Top of Exercise data

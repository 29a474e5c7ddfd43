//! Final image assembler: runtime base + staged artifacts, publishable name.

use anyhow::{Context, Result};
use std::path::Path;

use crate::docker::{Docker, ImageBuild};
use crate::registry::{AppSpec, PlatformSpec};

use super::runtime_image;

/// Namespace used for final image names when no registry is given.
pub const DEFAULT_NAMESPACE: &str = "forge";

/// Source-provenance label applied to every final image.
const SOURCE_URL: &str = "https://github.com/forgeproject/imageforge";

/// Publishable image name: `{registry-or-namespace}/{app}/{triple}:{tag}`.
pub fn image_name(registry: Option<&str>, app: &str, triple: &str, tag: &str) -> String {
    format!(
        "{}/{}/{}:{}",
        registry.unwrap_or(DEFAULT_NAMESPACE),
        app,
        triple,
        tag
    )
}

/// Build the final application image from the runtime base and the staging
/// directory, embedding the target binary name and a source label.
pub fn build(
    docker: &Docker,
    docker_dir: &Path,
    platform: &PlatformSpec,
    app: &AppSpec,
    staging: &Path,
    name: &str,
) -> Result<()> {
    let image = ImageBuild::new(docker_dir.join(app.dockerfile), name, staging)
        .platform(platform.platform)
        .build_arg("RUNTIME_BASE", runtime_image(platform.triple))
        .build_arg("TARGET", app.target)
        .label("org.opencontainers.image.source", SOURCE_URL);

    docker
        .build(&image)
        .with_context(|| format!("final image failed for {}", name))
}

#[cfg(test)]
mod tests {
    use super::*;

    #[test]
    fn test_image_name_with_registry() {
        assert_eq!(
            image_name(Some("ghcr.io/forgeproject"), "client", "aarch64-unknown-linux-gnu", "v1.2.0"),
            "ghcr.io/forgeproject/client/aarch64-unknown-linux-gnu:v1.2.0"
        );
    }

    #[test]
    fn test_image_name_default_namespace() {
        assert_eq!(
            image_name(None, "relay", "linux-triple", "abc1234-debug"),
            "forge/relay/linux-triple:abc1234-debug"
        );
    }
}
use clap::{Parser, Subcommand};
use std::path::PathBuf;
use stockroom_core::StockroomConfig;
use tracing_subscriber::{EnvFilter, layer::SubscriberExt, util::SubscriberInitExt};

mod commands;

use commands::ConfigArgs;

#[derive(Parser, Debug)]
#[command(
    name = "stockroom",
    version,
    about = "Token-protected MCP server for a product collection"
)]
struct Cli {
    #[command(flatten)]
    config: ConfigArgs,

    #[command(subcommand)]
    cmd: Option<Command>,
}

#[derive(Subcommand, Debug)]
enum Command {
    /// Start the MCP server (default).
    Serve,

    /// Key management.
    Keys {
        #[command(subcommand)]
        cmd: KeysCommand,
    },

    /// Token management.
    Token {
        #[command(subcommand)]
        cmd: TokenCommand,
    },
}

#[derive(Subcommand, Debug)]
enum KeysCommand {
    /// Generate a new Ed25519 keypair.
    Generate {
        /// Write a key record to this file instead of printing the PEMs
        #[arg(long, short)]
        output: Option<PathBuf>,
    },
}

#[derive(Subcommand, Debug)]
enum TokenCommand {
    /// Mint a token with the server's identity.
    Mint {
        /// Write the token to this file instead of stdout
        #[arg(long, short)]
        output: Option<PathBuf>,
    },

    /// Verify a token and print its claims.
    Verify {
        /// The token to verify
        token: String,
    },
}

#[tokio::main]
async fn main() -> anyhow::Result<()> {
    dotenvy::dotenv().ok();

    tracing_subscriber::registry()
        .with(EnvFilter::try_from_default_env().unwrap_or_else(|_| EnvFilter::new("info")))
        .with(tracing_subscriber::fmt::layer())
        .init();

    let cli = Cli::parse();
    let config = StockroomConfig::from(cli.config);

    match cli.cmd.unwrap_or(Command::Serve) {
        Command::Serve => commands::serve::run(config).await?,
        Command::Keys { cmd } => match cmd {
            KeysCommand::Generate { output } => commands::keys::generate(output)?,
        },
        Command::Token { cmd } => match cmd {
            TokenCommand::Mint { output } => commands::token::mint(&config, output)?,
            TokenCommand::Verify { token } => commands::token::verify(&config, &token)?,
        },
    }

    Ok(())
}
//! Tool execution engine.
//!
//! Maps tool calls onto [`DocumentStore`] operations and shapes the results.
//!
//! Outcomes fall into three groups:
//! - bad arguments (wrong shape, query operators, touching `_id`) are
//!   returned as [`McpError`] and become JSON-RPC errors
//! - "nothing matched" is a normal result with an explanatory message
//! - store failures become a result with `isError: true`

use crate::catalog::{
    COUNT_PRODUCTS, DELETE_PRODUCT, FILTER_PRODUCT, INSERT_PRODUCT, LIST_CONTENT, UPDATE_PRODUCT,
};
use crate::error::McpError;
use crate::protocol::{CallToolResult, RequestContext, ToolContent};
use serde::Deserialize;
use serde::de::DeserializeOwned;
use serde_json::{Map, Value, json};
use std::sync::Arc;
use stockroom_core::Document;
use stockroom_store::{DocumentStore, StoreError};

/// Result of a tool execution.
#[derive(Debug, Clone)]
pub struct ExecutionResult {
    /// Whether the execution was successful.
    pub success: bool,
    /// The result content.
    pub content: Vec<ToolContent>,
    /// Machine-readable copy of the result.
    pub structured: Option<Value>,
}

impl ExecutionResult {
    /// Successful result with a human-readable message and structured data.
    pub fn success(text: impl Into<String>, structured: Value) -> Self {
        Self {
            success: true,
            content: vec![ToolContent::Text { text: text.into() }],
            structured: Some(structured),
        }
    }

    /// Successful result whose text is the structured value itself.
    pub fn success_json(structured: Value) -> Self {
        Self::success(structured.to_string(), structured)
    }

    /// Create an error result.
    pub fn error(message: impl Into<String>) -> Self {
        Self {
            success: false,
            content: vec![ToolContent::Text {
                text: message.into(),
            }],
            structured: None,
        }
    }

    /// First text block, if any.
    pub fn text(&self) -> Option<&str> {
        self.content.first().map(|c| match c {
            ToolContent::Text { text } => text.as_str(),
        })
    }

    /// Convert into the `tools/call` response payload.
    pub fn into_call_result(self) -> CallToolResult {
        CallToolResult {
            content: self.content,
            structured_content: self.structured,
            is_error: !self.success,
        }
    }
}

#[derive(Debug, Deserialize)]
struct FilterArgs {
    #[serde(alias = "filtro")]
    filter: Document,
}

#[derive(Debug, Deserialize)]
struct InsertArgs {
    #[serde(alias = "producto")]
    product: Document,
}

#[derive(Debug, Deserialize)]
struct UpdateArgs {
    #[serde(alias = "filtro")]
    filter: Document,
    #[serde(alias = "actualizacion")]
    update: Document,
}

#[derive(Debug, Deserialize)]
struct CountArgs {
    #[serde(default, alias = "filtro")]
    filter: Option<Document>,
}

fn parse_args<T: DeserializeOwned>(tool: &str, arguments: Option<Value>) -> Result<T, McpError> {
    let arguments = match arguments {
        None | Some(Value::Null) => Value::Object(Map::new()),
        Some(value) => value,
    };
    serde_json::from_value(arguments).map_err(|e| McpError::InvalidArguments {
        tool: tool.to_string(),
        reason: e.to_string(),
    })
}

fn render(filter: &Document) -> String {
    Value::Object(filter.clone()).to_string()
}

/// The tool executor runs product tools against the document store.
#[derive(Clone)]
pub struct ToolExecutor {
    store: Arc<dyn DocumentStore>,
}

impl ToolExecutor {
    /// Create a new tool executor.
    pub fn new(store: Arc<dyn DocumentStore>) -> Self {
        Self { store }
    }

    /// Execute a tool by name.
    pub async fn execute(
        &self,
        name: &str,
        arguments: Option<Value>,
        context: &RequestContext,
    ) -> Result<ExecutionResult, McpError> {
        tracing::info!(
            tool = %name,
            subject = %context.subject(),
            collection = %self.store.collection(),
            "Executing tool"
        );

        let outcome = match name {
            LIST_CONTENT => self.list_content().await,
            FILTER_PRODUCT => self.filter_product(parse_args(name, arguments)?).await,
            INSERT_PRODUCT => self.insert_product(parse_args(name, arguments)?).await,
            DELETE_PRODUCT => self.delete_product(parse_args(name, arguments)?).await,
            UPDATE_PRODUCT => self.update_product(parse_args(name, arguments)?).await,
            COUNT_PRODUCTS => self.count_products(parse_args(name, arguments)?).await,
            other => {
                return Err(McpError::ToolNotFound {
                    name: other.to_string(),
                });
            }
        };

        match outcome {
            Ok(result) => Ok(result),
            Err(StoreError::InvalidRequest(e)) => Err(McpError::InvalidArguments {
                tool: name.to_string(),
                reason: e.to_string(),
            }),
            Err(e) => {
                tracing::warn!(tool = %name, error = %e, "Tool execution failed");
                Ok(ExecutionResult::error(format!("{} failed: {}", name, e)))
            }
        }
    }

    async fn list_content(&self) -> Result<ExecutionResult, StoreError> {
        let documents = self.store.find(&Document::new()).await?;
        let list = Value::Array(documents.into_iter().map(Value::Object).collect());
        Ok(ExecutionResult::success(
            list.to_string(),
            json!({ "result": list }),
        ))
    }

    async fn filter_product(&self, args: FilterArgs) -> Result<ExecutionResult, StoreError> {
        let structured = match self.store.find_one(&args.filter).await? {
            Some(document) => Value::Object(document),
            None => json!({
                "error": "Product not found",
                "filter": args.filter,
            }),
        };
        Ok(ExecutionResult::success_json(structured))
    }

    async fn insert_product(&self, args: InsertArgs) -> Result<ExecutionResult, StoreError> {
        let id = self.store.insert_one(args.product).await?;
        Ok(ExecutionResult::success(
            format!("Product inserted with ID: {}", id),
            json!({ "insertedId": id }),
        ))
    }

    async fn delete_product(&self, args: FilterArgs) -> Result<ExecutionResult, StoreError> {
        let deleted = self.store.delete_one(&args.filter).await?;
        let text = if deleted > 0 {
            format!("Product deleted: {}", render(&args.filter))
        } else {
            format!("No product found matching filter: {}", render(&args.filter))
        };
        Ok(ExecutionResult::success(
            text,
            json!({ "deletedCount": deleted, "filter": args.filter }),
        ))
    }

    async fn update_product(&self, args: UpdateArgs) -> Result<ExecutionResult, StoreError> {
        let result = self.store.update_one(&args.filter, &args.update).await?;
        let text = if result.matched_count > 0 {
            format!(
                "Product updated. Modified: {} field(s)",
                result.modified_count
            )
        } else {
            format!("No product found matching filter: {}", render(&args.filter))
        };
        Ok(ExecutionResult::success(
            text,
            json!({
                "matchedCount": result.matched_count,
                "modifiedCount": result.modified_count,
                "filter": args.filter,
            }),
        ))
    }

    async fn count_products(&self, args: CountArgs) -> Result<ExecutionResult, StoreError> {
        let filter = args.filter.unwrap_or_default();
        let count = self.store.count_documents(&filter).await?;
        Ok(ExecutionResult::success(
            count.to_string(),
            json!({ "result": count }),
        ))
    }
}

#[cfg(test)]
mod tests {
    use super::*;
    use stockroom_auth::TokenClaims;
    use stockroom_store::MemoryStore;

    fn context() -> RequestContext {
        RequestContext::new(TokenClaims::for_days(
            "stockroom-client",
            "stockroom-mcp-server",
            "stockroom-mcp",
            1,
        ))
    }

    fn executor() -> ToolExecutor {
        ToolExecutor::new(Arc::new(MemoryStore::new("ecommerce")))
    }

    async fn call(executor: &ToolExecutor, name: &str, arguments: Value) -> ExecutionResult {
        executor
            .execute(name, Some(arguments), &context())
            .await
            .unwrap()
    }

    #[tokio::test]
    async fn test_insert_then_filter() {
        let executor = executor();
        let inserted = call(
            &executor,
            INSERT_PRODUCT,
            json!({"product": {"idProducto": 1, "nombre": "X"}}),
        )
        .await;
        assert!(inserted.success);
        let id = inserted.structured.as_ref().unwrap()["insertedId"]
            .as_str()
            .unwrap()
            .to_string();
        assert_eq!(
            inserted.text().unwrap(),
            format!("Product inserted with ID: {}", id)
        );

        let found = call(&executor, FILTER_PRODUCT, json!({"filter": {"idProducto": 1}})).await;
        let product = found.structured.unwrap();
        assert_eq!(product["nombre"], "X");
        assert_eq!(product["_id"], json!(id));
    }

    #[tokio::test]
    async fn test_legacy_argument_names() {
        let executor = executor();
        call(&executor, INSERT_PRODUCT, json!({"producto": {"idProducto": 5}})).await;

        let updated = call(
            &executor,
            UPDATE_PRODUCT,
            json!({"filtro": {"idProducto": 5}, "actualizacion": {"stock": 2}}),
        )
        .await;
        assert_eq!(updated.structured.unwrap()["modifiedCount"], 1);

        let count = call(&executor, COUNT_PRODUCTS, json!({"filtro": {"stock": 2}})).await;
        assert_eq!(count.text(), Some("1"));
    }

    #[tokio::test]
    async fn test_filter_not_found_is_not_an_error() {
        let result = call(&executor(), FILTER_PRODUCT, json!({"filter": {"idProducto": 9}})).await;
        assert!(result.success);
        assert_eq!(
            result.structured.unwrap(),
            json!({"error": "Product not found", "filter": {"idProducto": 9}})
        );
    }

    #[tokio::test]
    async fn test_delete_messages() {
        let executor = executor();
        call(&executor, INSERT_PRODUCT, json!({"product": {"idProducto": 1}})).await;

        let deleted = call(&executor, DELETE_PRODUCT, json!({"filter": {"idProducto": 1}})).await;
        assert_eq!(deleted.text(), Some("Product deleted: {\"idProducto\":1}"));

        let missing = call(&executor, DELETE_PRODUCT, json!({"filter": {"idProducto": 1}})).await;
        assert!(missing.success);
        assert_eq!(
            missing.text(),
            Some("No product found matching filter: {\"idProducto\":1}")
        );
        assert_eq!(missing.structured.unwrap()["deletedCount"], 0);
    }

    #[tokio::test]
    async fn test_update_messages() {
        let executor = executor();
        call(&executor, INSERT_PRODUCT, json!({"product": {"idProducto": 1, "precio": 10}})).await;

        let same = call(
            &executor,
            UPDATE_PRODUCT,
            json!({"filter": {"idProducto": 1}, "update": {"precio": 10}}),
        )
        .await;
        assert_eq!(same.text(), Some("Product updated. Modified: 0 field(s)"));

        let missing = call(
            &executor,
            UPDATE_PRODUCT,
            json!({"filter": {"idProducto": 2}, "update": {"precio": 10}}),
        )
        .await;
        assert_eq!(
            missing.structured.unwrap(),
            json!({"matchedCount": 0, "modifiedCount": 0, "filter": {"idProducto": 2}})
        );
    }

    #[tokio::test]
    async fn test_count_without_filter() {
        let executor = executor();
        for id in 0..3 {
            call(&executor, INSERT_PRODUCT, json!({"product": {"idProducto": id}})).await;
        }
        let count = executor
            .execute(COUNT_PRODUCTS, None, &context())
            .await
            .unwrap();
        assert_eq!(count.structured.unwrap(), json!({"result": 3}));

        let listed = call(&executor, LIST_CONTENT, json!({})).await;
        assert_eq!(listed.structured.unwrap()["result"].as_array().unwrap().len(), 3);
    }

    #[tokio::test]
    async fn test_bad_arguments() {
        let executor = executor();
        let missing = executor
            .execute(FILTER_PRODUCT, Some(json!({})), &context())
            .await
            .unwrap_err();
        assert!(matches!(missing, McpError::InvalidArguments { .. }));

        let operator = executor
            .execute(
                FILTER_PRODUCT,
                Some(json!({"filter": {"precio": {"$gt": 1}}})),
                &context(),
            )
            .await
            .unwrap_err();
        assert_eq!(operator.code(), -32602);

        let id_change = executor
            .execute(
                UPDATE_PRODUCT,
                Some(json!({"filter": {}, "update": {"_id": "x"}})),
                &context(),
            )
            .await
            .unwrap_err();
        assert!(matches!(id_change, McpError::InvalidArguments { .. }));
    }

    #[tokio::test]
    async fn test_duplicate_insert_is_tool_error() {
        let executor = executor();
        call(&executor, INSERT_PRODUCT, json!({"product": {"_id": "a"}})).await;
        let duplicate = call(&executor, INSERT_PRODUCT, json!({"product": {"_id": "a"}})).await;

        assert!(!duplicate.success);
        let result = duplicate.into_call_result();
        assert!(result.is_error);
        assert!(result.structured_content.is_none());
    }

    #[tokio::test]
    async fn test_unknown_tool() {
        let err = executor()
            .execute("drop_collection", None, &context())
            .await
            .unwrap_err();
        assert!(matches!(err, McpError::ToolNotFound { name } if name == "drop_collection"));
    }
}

Bottom of Exercise data

▸ **Aim of the task**
One number should be returned: how many lines in the records contain the word "field".

▸ **Expected output**
2